▶ Problem description:
One number alone answers this: the count of lines below in which the word "transitions" is found.

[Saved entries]
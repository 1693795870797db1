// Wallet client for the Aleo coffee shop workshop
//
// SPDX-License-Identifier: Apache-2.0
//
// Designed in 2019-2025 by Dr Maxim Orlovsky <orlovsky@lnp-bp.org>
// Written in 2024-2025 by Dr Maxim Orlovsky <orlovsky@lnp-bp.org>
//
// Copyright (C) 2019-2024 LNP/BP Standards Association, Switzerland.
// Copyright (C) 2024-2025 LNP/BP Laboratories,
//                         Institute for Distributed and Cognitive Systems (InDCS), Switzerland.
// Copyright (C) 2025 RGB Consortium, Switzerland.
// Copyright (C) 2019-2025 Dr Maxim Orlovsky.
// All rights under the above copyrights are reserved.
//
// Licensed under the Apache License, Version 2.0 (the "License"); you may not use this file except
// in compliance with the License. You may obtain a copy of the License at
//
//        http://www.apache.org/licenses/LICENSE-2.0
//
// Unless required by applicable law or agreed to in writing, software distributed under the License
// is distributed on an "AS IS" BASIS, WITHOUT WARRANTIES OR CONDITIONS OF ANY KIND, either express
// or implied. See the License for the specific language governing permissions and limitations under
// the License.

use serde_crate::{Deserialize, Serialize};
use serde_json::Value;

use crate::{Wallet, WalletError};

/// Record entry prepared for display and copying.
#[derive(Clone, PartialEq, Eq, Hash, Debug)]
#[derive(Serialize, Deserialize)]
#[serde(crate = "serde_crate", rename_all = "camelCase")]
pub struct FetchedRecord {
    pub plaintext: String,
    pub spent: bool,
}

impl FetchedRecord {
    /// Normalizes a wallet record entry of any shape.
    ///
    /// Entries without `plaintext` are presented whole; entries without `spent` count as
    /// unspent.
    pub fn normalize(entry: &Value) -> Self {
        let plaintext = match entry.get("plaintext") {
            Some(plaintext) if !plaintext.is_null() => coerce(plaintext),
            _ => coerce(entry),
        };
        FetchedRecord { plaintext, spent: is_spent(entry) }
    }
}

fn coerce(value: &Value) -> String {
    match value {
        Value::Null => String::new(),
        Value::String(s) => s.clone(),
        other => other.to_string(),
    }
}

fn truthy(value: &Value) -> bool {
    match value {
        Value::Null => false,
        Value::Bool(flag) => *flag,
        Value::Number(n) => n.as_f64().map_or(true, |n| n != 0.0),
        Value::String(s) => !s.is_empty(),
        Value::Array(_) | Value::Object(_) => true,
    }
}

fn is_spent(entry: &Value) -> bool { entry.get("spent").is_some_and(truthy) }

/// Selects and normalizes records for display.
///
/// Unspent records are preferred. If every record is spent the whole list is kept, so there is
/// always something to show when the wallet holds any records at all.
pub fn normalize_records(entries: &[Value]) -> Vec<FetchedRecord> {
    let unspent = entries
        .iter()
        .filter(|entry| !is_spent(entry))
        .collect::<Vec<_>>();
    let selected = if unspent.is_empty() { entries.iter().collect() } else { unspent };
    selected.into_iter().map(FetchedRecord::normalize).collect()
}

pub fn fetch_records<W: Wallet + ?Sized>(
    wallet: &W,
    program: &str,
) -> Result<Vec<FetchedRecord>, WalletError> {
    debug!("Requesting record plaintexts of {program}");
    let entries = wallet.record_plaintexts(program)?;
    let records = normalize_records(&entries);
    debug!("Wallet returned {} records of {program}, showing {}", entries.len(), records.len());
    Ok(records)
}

---

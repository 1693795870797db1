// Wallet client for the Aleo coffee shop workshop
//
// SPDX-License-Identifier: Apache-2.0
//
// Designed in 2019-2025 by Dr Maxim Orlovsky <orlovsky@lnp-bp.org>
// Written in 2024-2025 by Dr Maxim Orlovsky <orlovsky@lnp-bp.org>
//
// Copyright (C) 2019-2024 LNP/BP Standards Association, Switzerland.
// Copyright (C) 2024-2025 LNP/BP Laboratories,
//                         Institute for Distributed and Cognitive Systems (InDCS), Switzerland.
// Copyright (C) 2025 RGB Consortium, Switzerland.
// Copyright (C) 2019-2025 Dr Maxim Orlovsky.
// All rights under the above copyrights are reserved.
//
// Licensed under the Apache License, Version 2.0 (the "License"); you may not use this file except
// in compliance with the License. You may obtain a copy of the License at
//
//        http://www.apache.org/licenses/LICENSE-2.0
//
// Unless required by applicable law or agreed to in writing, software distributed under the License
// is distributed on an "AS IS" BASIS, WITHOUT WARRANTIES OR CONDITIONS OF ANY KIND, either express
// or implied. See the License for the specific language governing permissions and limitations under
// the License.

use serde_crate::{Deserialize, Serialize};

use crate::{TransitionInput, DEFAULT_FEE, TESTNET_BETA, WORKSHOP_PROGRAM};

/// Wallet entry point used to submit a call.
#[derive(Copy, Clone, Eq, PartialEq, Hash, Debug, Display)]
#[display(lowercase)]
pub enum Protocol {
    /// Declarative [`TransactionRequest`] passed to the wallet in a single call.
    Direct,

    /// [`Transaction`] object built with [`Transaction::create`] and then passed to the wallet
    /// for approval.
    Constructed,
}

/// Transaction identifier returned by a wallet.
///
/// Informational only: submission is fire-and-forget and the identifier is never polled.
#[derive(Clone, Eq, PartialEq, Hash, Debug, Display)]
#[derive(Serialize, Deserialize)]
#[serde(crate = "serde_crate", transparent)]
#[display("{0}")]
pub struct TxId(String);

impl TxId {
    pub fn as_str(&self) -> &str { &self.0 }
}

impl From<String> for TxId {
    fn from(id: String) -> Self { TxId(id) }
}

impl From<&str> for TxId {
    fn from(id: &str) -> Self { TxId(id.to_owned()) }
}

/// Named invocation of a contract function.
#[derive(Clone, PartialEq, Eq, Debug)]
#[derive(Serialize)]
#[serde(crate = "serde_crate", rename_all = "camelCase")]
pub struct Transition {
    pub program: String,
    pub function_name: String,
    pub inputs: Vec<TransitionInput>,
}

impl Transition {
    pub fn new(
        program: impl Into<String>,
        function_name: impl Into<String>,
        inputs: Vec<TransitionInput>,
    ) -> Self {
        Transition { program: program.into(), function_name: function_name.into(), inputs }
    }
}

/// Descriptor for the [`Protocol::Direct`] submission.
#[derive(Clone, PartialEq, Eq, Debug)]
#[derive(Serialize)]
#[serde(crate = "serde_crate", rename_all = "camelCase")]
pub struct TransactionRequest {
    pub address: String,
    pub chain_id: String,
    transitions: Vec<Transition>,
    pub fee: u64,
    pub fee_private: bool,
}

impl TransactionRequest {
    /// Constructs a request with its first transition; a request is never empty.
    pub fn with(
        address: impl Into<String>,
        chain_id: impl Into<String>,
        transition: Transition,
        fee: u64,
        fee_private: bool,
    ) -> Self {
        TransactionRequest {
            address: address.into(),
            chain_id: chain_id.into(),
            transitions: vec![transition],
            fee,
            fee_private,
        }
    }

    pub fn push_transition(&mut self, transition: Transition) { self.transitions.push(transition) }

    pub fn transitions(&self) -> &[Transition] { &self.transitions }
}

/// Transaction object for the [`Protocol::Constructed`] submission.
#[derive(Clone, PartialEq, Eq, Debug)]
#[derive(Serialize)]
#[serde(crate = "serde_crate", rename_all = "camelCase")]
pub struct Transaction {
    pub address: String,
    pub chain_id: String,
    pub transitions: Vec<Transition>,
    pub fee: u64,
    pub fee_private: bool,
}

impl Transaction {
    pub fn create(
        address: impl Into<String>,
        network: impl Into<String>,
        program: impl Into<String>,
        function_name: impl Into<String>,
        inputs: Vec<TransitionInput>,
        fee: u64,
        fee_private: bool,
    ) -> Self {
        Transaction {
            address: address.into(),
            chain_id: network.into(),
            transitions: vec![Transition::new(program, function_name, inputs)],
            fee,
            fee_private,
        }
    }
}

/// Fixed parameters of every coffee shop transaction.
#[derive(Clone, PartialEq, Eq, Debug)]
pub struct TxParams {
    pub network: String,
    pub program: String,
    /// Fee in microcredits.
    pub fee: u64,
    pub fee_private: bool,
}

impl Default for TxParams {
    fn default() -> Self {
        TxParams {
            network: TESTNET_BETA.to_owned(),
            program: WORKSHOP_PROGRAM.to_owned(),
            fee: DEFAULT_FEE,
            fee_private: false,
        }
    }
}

▶ Solution below:
6